Elza menyebut, pelaku pemukulan dan Isa Zega tidak saling mengenal dan tidak mempunyai permasalahan.

“Karena pemukul ini tidak ada kaitannya dan tidak kenal dengan Isa Zega, nah jadi tidak ada persoalan kan untuk memukul, tetapi dia disuruh ,” ucapnya.

“Karena dia disuruh itu dia tidak diperhatikan, sehingga dia aktif di Polsek Pancoran itu mengatakan sebenarnya siapa yang menyuruh dia dan dia dibayar oleh orang yang menyuruhnya ,” kata Elza.

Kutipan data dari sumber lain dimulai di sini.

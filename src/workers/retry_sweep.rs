use crate::services::{RetryScheduler, TokenStore};
use std::sync::Arc;
use std::time::Duration;
use tracing::Instrument;

/// Safety net for tokens that fell through every event path: flushes a record
/// whose last write failed and attempts any unregistered token that has no
/// retry armed.
#[derive(Debug)]
pub struct RetrySweepWorker {
    scheduler: Arc<RetryScheduler>,
    store: TokenStore,
    interval: Duration,
}

impl RetrySweepWorker {
    #[must_use]
    pub const fn new(scheduler: Arc<RetryScheduler>, store: TokenStore, interval: Duration) -> Self {
        Self { scheduler, store, interval }
    }

    pub async fn run(self, mut shutdown: tokio::sync::watch::Receiver<bool>) {
        let mut interval = tokio::time::interval(self.interval);
        // The first tick completes immediately; cold start covers that moment
        interval.tick().await;

        while !*shutdown.borrow() {
            tokio::select! {
                _ = interval.tick() => {
                    self.sweep().instrument(tracing::debug_span!("retry_sweep_iteration")).await;
                }
                _ = shutdown.changed() => {}
            }
        }
        tracing::info!("Retry sweep loop shutting down...");
    }

    async fn sweep(&self) {
        if let Err(e) = self.store.flush().await {
            tracing::warn!(error = %e, "Token record still not persisted");
        }

        if let Some(result) = self.scheduler.sweep().await {
            tracing::info!(?result, "Sweep attempted pending registration");
        }
    }
}
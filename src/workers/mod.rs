pub mod reachability_probe;
pub mod retry_sweep;
pub mod token_file_watch;

pub use reachability_probe::ReachabilityProbeWorker;
pub use retry_sweep::RetrySweepWorker;
pub use token_file_watch::TokenFileWatchWorker;
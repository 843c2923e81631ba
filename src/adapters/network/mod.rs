use crate::domain::events::NetworkState;
use tokio::sync::watch;

/// Connectivity signal. Receivers observe every change of [`NetworkState`].
pub trait ReachabilitySource: Send + Sync + std::fmt::Debug {
    fn subscribe(&self) -> watch::Receiver<NetworkState>;
}

/// Reachability fed by whoever owns the connectivity information: a platform
/// callback bridge, or the TCP probe worker.
#[derive(Debug)]
pub struct WatchReachability {
    tx: watch::Sender<NetworkState>,
}

impl WatchReachability {
    #[must_use]
    pub fn new(initial: NetworkState) -> Self {
        let (tx, _) = watch::channel(initial);
        Self { tx }
    }

    /// Publishes `state`. Subscribers are only woken if it differs from the current one.
    pub fn set(&self, state: NetworkState) {
        self.tx.send_if_modified(|current| {
            if *current == state {
                false
            } else {
                *current = state;
                true
            }
        });
    }

    #[must_use]
    pub fn current(&self) -> NetworkState {
        *self.tx.borrow()
    }
}

impl Default for WatchReachability {
    fn default() -> Self {
        Self::new(NetworkState::online())
    }
}

impl ReachabilitySource for WatchReachability {
    fn subscribe(&self) -> watch::Receiver<NetworkState> {
        self.tx.subscribe()
    }
}
use crate::domain::registration::{AttemptSource, RegistrationContext, RegistrationOutcome};
use crate::domain::token::{CustomerRef, TokenRecord, redact};
use crate::services::backoff::{BackoffPolicy, NextStep};
use crate::services::registration::RegistrationClient;
use crate::services::token_store::TokenStore;
use crate::telemetry::METER_NAME;
use opentelemetry::{KeyValue, global, metrics::Counter};
use serde::Serialize;
use std::sync::{Arc, Mutex, MutexGuard, PoisonError, RwLock};
use std::time::Duration;
use time::OffsetDateTime;
use tokio_util::sync::CancellationToken;
use tracing::Instrument;

#[derive(Clone, Debug)]
struct Metrics {
    retries_scheduled: Counter<u64>,
    cooldowns: Counter<u64>,
    dropped_triggers: Counter<u64>,
}

impl Metrics {
    fn new() -> Self {
        let meter = global::meter(METER_NAME);
        Self {
            retries_scheduled: meter
                .u64_counter("registration_retries_scheduled_total")
                .with_description("Backoff timers armed after a failed registration")
                .build(),
            cooldowns: meter
                .u64_counter("registration_cooldowns_total")
                .with_description("Times the retry budget was exhausted")
                .build(),
            dropped_triggers: meter
                .u64_counter("registration_triggers_dropped_total")
                .with_description("Attempt triggers ignored because one was already in flight")
                .build(),
        }
    }
}

/// Where the pending registration currently is.
#[derive(Debug, Clone, Copy, PartialEq, Eq)]
pub enum RetryState {
    Idle,
    Scheduled { delay: Duration },
    Attempting,
    AwaitingNetwork,
    CoolingDown { duration: Duration },
    Succeeded,
}

impl RetryState {
    #[must_use]
    pub const fn as_str(&self) -> &'static str {
        match self {
            Self::Idle => "idle",
            Self::Scheduled { .. } => "scheduled",
            Self::Attempting => "attempting",
            Self::AwaitingNetwork => "awaiting_network",
            Self::CoolingDown { .. } => "cooling_down",
            Self::Succeeded => "succeeded",
        }
    }
}

/// What a call to [`RetryScheduler::attempt`] ended up doing.
#[derive(Debug, Clone, PartialEq)]
pub enum AttemptResult {
    Registered,
    /// The server call failed; a retry or cool-down has been armed.
    Failed(RegistrationOutcome),
    AlreadyRegistered,
    NothingPending,
    /// Another attempt holds the gate; this trigger was dropped.
    InFlight,
    CoolingDown,
    AwaitingNetwork,
    /// The token changed while the request was out; its result was discarded.
    Superseded,
}
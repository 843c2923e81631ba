use crate::domain::registration::{NetworkFailureReason, RegistrationPayload};
use async_trait::async_trait;
use std::time::Duration;

pub mod reqwest_transport;

pub use reqwest_transport::ReqwestTransport;

#[derive(Debug, Clone, Copy)]
pub struct TransportRequest<'a> {
    pub url: &'a str,
    pub bearer_token: &'a str,
    pub payload: &'a RegistrationPayload,
    pub timeout: Duration,
}

/// Whatever the server answered, successful or not.
#[derive(Debug, Clone, PartialEq, Eq)]
pub struct TransportResponse {
    pub status: u16,
    pub body: String,
}

impl TransportResponse {
    #[must_use]
    pub const fn is_success(&self) -> bool {
        self.status >= 200 && self.status < 300
    }
}

/// Sends a registration payload as a JSON POST.
///
/// Implementations return `Ok` for any completed HTTP exchange, whatever the
/// status, and `Err` only when no response was obtained.
#[async_trait]
pub trait RegistrationTransport: Send + Sync + std::fmt::Debug {
    async fn post_json(&self, request: TransportRequest<'_>) -> Result<TransportResponse, NetworkFailureReason>;
}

Saat ditanya siapa orang yang menyuruh melakukan pemukulan, Elsa tidak menyebut nama aktor intelektualnya. Namun ia yakin memiliki bukti dan keterangan tertulis dari pelaku pemukulan.

“Mereka (pelaku) kan sudah membuat pernyataan-pernyataannya di media dan kemudian ada rekamannya, ada pernyataan tertulisnya dan ada dinyatakan di persidangan di bawah sumpah, itu keterangan mereka ,” ungkapnya.

“(Saksi) Yaitu Budi Tahapary, DK , PT terus H. Jadi mereka yang tau persis, karena ternyata mereka kenal dengan orang yang menyuruh ,” kata Elza.

Menurut keterangan pelaku, kata Elza, ia tidak ada motivasi untuk melakukan pemukulan terhadap Isa Zega melainkan karena adanya suruhan.

“Dia nggak ada motivasi untuk memukul Isa Zega. Pelaku Arnold sudah dihukum 6 bulan dan sudah melakukan perdamaian dengan Isa Zega,” ujarnya .

“Tapi mereka tidak puas kenapa mereka yang dikorbankan sedangkan yang menyuruh kan harusnya ada pasalnya,” tutur Elza.

Selanjutnya, Elza mengucapkan terima kasih kepada Kapolres dan Kasat Reskrim Polres Metro Jakarta Selatan serta Polsek Pancoran yang berupaya mengungkap kasus yang menimpa kliennya.

“Saya berterima kasih kepada Bapak Kapolres Bapak Kasat dan jajarannya serta juga Polsek Pancoran tadi juga hadir ,” katanya.

Sementara itu, Kasat Reskrim Polres Metro Jakarta Selatan, Kompol Irwandi Idrus menegaskan pihaknya akan menindak lanjuti laporan permohonan perlindungan hukum terhadap kuasa hukum Isa Ega, Elza Syarief.

“Permohonan perlindungan hukum yang dilayangkan dari pemohon, akan kami tindak lanjut sesuai prosedur,” ujar saat dikonfirmasi, Selasa (15/11).

Sebelumnya diketahui, kejadian kasus penganiayaan yang dialami mantan manajer Lucinta Luna, Isa Zega, terjadi di sebuah kafe di Apartemen Kalibata City pada 3 November 2020 silam. Akibat kejadian tersebut, Isa Zega mengalami luka pada bagian wajah dan hidungnya mengalami retak.

Pada hari yang sama, Isa Zega melaporkan kasus yang dialaminya ke Polsek Pancoran, Jakarta Selatan. Kasus penganiayaan itu kemudian berkembang ada orang yang mendalangi penganiayaan tersebut. Berdasar keterangan saksi, kasus itu katanya diduga didalangi NM.

Devi, salah satu pelaku mengatakan, dirinya menerima uang Rp 20 juta untuk menganiaya Isa Zega. Berdasar informasi yang diterimanya, pihak yang memberikan order adalah NM. Dia juga mengatakan, dia melakukan aksi itu bersama seorang pria bernama Arnold, yang kini menjadi terdakwa di pengadilan.